A型・B型が同時に流行…連続感染のリスクも
ここからは、今からできる対策について、日本感染症学会専門医の東京歯科大学・寺嶋毅教授が解説する。 青井実キャスター: インフルエンザが、最も流行するのは通常1月下旬とされていますが、今シーズンは12月中旬から急激に増加しました。そのほとんどが「インフルエンザA型」ですが、ここに来て「インフルエンザB型」の波も例年より早く来て、連続感染するリスクも高まっています。 ーー今シーズンは、インフルエンザの患者さんが多いのでしょうか。また、A型・B型の比率はどれくらいでしょうか? 東京歯科大学・寺嶋毅教授: A型が9割、B型が1割未満で、比率でいうと例年と同じですが、患者の数がすべての世代で多く、逼迫しています。特に小さいお子さんや高齢者など、インフルエンザ関係で入院している人が、これほど多いのは久しぶりという印象です。 青井キャスター: ーー寺嶋さんによると、インフルエンザの「例年の流行期間」は、「A型」は12月中旬~2月上旬で、「B型」は2月下旬~3月上旬となっています。しかし今シーズンは、「A型」が3週間前倒しになっています。「B型」も前倒しになってくるのでしょうか? 東京歯科大学・寺嶋毅教授: 12月は空気が乾燥していたので、ウイルスには好条件でした。2019年にも、年末年始にA型のピークがあって、B型も前倒しで流行しました。A型の流行が早い時期にB型の流行が早い年もあったので、2025年もそうなる可能性があります。 遠藤玲子キャスター: ーーきょうから学校が始まったり、受験シーズンになり、人の交流機会も増えていくので心配です。
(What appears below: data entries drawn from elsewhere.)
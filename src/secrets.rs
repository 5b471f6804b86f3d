//! C3 — Secret Scanner & Redactor.
//!
//! A fixed table of named credential patterns, each compiled once into a
//! static `regex::Regex` rather than built ad hoc per scan.

use once_cell::sync::Lazy;
use regex::{Regex, RegexBuilder};
use serde::Serialize;

pub const SNIPPET_MAX_LEN: usize = 25;

/// Fallback cap used when a caller has no configured `max_file_size_bytes`
/// (e.g. direct unit-test calls).
pub const DEFAULT_SCAN_SIZE_BYTES: u64 = 1024 * 1024;

struct SecretPattern {
    name: &'static str,
    regex: &'static str,
}

const SECRET_PATTERNS: &[SecretPattern] = &[
    SecretPattern { name: "AWS_ACCESS_KEY", regex: r"\bAKIA[0-9A-Z]{16,}\b" },
    SecretPattern {
        name: "AWS_SECRET_KEY",
        regex: r#"(?i)aws_secret_access_key\s*[=:]\s*["']?([A-Za-z0-9/+=]{40})["']?"#,
    },
    SecretPattern { name: "GITHUB_TOKEN", regex: r"\bghp_[a-zA-Z0-9]{36}\b" },
    SecretPattern { name: "GITHUB_OAUTH", regex: r"\bgho_[a-zA-Z0-9]{36}\b" },
    SecretPattern { name: "GITHUB_APP", regex: r"\b(ghu|ghs)_[a-zA-Z0-9]{36}\b" },
    SecretPattern {
        name: "JWT_TOKEN",
        regex: r"\beyJ[A-Za-z0-9_-]+\.[A-Za-z0-9_-]+\.[A-Za-z0-9_-]+",
    },
    SecretPattern {
        name: "SLACK_TOKEN",
        regex: r"\bxox[pbar]-[0-9]{12}-[0-9]{12}-[0-9]{12}-[a-z0-9]{32}",
    },
    SecretPattern { name: "BASIC_AUTH", regex: r"://[^\s]+:[^\s]+@" },
    SecretPattern {
        name: "PASSWORD_ASSIGNMENT",
        regex: r#"password\s*[=:]\s*["'][^"']+["']"#,
    },
    SecretPattern {
        name: "API_KEY_ASSIGNMENT",
        regex: r#"["']?(api[_-]?key|token|secret|private[_-]?key)["']?\s*[=:]\s*["']([a-zA-Z0-9_\-]{16,})["']"#,
    },
    SecretPattern { name: "PRIVATE_KEY_HEADER", regex: r"-----BEGIN [A-Z]+ PRIVATE KEY-----" },
    SecretPattern {
        name: "BEARER_TOKEN",
        regex: r#"["']?Bearer\s+["']?([a-zA-Z0-9_\-.]{20,})["']?"#,
    },
    SecretPattern {
        name: "HEROKU_API_KEY",
        regex: r"[hH][eE][rR][oO][kK][uU]\s*-\s*[a-f0-9]{8}-[a-f0-9]{4}-[a-f0-9]{4}-[a-f0-9]{4}-[a-f0-9]{12}",
    },
    SecretPattern { name: "FIREBASE_TOKEN", regex: r"\b[0-9]+/[0-9A-Za-z_-]{20,}" },
    SecretPattern { name: "STRIPE_KEY", regex: r"\bsk_(live|test)_[0-9A-Za-z]{24,}\b" },
    SecretPattern {
        name: "SENDGRID_KEY",
        regex: r"\bSG\.[a-zA-Z0-9_-]{20,}\.[a-zA-Z0-9_-]{20,}\b",
    },
    SecretPattern { name: "TWILIO_KEY", regex: r"\bSK[0-9a-fA-F]{32}\b" },
    SecretPattern { name: "MAILGUN_KEY", regex: r"[a-zA-Z0-9_-]{32,}.*mailgun\.com" },
    SecretPattern { name: "DOCKER_AUTH", regex: r"'[a-z0-9]{32,}'" },
];

static COMPILED: Lazy<Vec<(&'static str, Regex)>> = Lazy::new(|| {
    SECRET_PATTERNS
        .iter()
        .map(|p| {
            let re = RegexBuilder::new(p.regex)
                .case_insensitive(true)
                .build()
                .unwrap_or_else(|e| panic!("invalid secret pattern {}: {e}", p.name));
            (p.name, re)
        })
        .collect()
});

#[derive(Debug, Clone, Serialize)]
pub struct SecretDetection {
    pub secret_type: &'static str,
    pub line: usize,
    pub column: usize,
    pub snippet: String,
}

#[derive(Debug, Clone, Serialize, Default)]
pub struct SecretScanResult {
    pub has_secrets: bool,
    pub detections: Vec<SecretDetection>,
    pub total_count: usize,
}

/// Non-printable high-bit bytes in the first 1024 bytes flag content as
/// binary.
pub fn looks_binary(bytes: &[u8]) -> bool {
    let window = &bytes[..bytes.len().min(1024)];
    window.iter().any(|&b| b == 0 || (b >= 0x80 && b < 0xA0))
}

/// Truncates to at most `SNIPPET_MAX_LEN` characters total, including the
/// `...` tail when truncated.
fn snippet_of(matched: &str) -> String {
    if matched.chars().count() <= SNIPPET_MAX_LEN {
        return matched.to_string();
    }
    let head: String = matched.chars().take(SNIPPET_MAX_LEN - 3).collect();
    format!("{head}...")
}

/// Scan content line-by-line. Files larger than `max_bytes` or detected as
/// binary are skipped and return an empty, `has_secrets=false` result.
pub fn scan(content: &str, max_bytes: u64) -> SecretScanResult {
    if content.len() as u64 > max_bytes || looks_binary(content.as_bytes()) {
        return SecretScanResult::default();
    }

    let mut detections = Vec::new();
    for (line_idx, line) in content.split('\n').enumerate() {
        for (name, regex) in COMPILED.iter() {
            for m in regex.find_iter(line) {
                detections.push(SecretDetection {
                    secret_type: name,
                    line: line_idx + 1,
                    column: m.start() + 1,
                    snippet: snippet_of(m.as_str()),
                });
            }
        }
    }

    let total_count = detections.len();
    SecretScanResult { has_secrets: total_count > 0, detections, total_count }
}

/// Content-preserving redaction: line count and all non-match bytes are
/// unchanged. Returns the redacted content and the (pre-redaction) scan
/// result so callers can fold the count into `secrets_detected`.
pub fn redact(content: &str, max_bytes: u64) -> (String, SecretScanResult) {
    let result = scan(content, max_bytes);
    if result.total_count == 0 {
        return (content.to_string(), result);
    }

    let mut redacted_lines: Vec<String> = Vec::new();
    for line in content.split('\n') {
        let mut redacted_line = line.to_string();
        for (name, regex) in COMPILED.iter() {
            let placeholder = format!("[REDACTED_{name}]");
            redacted_line = regex.replace_all(&redacted_line, placeholder.as_str()).into_owned();
        }
        redacted_lines.push(redacted_line);
    }

    (redacted_lines.join("\n"), result)
}

#[cfg(test)]
mod tests {
    use super::*;

    #[test]
    fn detects_aws_access_key() {
        let result = scan("AWS_KEY=AKIA1234567890ABCDEF\n", DEFAULT_SCAN_SIZE_BYTES);
        assert!(result.has_secrets);
        assert!(result.detections.iter().any(|d| d.secret_type == "AWS_ACCESS_KEY"));
    }

    #[test]
    fn redaction_preserves_line_count() {
        let content = "line one\nAWS_KEY=AKIA1234567890ABCDEF\nline three\n";
        let (redacted, _) = redact(content, DEFAULT_SCAN_SIZE_BYTES);
        assert_eq!(content.split('\n').count(), redacted.split('\n').count());
        assert!(redacted.contains("[REDACTED_AWS_ACCESS_KEY]"));
        assert!(!redacted.contains("AKIA1234567890ABCDEF"));
    }

    #[test]
    fn clean_content_has_no_detections() {
        let result = scan("def hello():\n    return 42\n", DEFAULT_SCAN_SIZE_BYTES);
        assert!(!result.has_secrets);
        assert_eq!(result.total_count, 0);
    }

    #[test]
    fn binary_content_is_skipped() {
        let bytes: Vec<u8> = vec![0u8; 64];
        assert!(looks_binary(&bytes));
    }

    #[test]
    fn oversized_file_is_skipped() {
        let huge = "x".repeat((DEFAULT_SCAN_SIZE_BYTES as usize) + 1);
        let result = scan(&huge, DEFAULT_SCAN_SIZE_BYTES);
        assert_eq!(result.total_count, 0);
    }

    #[test]
    fn snippet_never_exceeds_max_len() {
        let long_match = format!("AKIA{}", "A".repeat(40));
        let snippet = snippet_of(&long_match);
        assert!(snippet.chars().count() <= SNIPPET_MAX_LEN);
        assert!(snippet.ends_with("..."));
    }
}
//! The pagination engine: session state, strategy selection, the control
//! loop, and the exhaustion judgment.

pub mod controller;
pub mod termination;

pub use controller::{Harvester, HarvestSummary};

use serde::{Deserialize, Serialize};
use std::fmt;

/// Mutable pagination state, owned exclusively by the controller.
#[derive(Debug, Clone, Copy)]
pub struct HarvestSession {
    /// Current page, starting at 1. Incremented only on confirmed success.
    pub page_index: u32,
    /// Consecutive pages yielding zero valid records. Resets to 0 the
    /// instant any page yields a valid record.
    pub empty_streak: u32,
}

impl HarvestSession {
    pub fn new() -> Self {
        Self {
            page_index: 1,
            empty_streak: 0,
        }
    }
}

impl Default for HarvestSession {
    fn default() -> Self {
        Self::new()
    }
}

/// How the next page of results is provoked out of the site.
#[derive(Debug, Clone, Copy, PartialEq, Eq, Serialize, Deserialize)]
pub enum StrategyMode {
    /// Lazy-load by scrolling; the site feeds the first pages this way.
    Scroll,
    /// Deeper pages sit behind a load-more control.
    Button,
}

impl StrategyMode {
    /// Strategy is a pure function of the page index.
    pub fn for_page(page_index: u32, scroll_page_limit: u32) -> Self {
        if page_index <= scroll_page_limit {
            Self::Scroll
        } else {
            Self::Button
        }
    }
}

impl fmt::Display for StrategyMode {
    fn fmt(&self, f: &mut fmt::Formatter<'_>) -> fmt::Result {
        match self {
            Self::Scroll => write!(f, "scroll"),
            Self::Button => write!(f, "button"),
        }
    }
}

#[cfg(test)]
mod tests {
    use super::*;

    #[test]
    fn test_strategy_boundary() {
        assert_eq!(StrategyMode::for_page(1, 3), StrategyMode::Scroll);
        assert_eq!(StrategyMode::for_page(2, 3), StrategyMode::Scroll);
        assert_eq!(StrategyMode::for_page(3, 3), StrategyMode::Scroll);
        assert_eq!(StrategyMode::for_page(4, 3), StrategyMode::Button);
        assert_eq!(StrategyMode::for_page(100, 3), StrategyMode::Button);
    }

    #[test]
    fn test_session_starts_at_page_one() {
        let session = HarvestSession::new();
        assert_eq!(session.page_index, 1);
        assert_eq!(session.empty_streak, 0);
    }
}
流行が早く始まった分だけ収束も早いのでしょうか? 東京歯科大学・寺嶋毅教授: 収束が早くなるとは限らず、B型は4月まで流行するかもしれません。 青井キャスター: ーーA型とB型それぞれのインフルエンザの特徴を教えていただけますか? 東京歯科大学・寺嶋毅教授: 基本的には、A型もB型もコロナも症状は同じです。強いて言うなら、「A型」は、急激な発熱が「より出やすい」。「B型」は嘔吐(おうと)や下痢など、消化器系に症状が「より出やすい」。B型は嘔吐や下痢が多いので脱水症状を起こしやすいという特徴があります。 青井キャスター: ーーA型にかかったあと、B型に感染することもありますか? 東京歯科大学・寺嶋毅教授: あり得る話です。 青井キャスター: ーーA型が治ったばかりの病み上がりの人がそのままB型に感染。さらにA型に2回かかることもありますか? 東京歯科大学・寺嶋毅教授: 2024年みたいに長い流行のシーズンがあったりすると、その可能性もあります。 青井キャスター: ーーインフル連続感染は、体に大きな負担がありそうですね? 東京歯科大学・寺嶋毅教授: 体力が回復しないうちに今度はインフルB型になると、体力面でつらいものはあります。日常生活への復帰に時間がかかると思います。 スペシャルキャスター パトリック・ハーランさん(パックン): ーー今は新型コロナ患者も増えています。コロナの症状もインフルA型・B型と似ているようですが、気をつけるべきことはありますか? 東京歯科大学・寺嶋毅教授: 症状だけですと、熱とか、せきとかも共通してますから、早めに受診されるということと、しっかりコロナの時の感染予防対策を思い出してやるっていうことかなと思います。 スペシャルキャスター パトリック・ハーランさん(パックン): ーー早めに検査もしてもらった方がいいですか? 東京歯科大学・寺嶋毅教授: そうですね。特にインフルエンザは、早く診断するとインフルエンザの抗ウイルス薬などの薬がありますから、周囲に広げないという意味でも早く受診した方がいいです。 青井キャスター: ーー今から「インフルエンザワクチン」を打っても有効でしょうか? 東京歯科大学・寺嶋毅教授: ワクチンが効くのは2週間から4週間後なので、インフルA型に期待は薄いですが、これからインフルB型の流行がやってきますので、今からでもワクチン接種をすることで、重症化を防ぐには一定の有効性があると言えます。